**Prompt:**
Across the listing that follows, establish how many lines contain the string "true" and provide that number by itself.
-- Source data follows --
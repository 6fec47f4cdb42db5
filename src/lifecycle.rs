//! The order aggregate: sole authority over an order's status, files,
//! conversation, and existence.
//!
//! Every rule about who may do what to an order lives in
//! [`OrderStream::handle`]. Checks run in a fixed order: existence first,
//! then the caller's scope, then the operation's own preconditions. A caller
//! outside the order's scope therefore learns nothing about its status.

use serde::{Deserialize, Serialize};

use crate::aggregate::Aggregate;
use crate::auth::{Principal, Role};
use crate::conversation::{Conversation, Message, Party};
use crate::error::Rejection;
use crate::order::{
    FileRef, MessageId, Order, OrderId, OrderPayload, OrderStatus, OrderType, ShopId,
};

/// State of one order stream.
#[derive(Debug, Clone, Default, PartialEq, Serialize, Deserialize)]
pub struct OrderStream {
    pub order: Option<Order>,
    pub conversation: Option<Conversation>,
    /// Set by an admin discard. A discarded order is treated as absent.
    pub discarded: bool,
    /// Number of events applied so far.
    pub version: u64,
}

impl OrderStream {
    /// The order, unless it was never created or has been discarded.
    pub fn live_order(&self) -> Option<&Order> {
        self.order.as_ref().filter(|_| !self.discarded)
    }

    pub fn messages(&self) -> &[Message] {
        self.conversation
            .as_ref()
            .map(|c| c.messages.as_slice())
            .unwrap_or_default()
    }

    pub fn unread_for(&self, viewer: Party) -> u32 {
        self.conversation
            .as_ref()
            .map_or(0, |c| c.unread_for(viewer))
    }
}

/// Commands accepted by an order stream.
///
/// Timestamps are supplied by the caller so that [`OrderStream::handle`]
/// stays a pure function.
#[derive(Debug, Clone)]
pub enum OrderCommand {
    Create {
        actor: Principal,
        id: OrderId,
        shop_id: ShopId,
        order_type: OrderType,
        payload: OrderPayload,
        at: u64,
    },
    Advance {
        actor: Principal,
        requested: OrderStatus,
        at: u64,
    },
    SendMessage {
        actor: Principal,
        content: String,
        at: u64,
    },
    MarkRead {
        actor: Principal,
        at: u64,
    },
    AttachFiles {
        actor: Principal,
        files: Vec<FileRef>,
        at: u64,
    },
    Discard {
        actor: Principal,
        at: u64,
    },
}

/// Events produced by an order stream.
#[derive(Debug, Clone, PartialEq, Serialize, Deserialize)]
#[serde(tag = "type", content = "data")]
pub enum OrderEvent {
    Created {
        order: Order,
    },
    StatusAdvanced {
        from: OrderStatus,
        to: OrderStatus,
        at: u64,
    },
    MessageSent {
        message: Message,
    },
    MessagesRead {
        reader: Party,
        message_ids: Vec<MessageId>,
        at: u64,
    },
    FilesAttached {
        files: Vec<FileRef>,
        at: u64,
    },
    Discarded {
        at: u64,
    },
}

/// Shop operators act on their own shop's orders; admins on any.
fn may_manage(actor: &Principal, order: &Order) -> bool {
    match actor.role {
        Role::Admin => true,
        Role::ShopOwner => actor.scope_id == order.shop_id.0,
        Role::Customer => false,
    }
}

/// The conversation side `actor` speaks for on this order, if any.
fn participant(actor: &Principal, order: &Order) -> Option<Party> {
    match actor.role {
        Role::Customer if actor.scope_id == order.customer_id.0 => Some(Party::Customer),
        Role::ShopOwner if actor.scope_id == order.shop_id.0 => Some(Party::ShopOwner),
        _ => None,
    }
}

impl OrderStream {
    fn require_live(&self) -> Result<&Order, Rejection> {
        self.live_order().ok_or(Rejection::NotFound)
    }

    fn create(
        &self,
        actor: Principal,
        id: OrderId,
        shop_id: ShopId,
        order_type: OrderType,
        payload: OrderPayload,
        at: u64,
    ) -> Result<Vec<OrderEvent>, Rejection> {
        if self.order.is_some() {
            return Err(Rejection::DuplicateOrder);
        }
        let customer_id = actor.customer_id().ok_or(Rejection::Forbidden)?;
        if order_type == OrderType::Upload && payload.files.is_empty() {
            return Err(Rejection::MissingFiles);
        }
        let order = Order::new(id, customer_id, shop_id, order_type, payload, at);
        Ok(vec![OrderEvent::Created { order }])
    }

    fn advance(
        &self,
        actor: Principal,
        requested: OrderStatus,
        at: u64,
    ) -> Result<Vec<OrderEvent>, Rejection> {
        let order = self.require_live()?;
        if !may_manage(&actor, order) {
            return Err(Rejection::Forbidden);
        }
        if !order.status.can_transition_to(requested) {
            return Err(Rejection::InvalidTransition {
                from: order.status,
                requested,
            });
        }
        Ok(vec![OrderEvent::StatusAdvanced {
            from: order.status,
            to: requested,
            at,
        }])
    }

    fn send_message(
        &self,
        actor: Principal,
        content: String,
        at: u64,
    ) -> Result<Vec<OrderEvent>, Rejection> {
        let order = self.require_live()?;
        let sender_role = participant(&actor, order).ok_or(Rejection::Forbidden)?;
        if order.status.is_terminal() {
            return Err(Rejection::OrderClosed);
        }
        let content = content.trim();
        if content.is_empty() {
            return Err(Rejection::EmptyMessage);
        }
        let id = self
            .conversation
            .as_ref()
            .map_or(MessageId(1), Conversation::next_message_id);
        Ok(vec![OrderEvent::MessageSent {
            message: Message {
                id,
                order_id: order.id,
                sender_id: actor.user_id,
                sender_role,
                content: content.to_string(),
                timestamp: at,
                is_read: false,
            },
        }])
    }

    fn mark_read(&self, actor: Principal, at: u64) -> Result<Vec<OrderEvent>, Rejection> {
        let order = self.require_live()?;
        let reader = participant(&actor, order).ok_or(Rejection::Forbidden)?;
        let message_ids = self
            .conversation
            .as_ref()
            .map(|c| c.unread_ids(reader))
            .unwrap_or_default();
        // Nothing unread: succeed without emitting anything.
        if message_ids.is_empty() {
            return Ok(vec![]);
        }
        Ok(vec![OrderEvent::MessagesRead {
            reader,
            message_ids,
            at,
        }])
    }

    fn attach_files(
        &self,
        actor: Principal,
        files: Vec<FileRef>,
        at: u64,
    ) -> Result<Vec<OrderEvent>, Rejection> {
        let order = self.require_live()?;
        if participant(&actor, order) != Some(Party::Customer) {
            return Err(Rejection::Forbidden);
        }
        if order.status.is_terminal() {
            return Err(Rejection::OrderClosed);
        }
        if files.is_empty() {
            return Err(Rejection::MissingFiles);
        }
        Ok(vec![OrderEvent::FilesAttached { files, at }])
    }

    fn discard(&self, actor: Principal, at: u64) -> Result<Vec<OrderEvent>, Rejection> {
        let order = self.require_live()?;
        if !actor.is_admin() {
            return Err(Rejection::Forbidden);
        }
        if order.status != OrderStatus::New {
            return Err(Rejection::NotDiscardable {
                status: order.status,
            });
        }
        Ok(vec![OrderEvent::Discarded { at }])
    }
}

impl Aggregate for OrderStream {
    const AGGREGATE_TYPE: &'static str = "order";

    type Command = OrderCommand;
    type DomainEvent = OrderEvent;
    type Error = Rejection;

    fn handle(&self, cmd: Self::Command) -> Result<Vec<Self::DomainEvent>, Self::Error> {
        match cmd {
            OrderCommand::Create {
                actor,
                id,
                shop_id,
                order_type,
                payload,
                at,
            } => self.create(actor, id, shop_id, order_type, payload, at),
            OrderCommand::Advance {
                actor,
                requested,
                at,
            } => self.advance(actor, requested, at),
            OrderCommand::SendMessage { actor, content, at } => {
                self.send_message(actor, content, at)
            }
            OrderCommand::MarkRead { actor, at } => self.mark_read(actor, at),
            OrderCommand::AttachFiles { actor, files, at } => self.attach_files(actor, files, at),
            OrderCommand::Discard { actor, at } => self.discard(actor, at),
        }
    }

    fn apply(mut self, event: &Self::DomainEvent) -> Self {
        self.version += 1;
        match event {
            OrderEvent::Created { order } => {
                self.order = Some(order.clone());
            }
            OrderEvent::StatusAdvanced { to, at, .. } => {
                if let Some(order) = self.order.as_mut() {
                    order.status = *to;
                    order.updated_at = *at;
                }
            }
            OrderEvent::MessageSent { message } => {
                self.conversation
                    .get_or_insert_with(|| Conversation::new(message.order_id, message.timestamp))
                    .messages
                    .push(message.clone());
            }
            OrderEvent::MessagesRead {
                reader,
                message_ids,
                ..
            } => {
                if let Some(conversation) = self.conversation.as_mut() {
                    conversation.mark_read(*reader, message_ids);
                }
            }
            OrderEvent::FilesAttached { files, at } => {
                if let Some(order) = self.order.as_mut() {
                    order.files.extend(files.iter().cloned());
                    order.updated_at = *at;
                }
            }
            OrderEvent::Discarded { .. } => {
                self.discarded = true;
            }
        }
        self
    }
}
-- Source data concluded --
**Task answer:**
2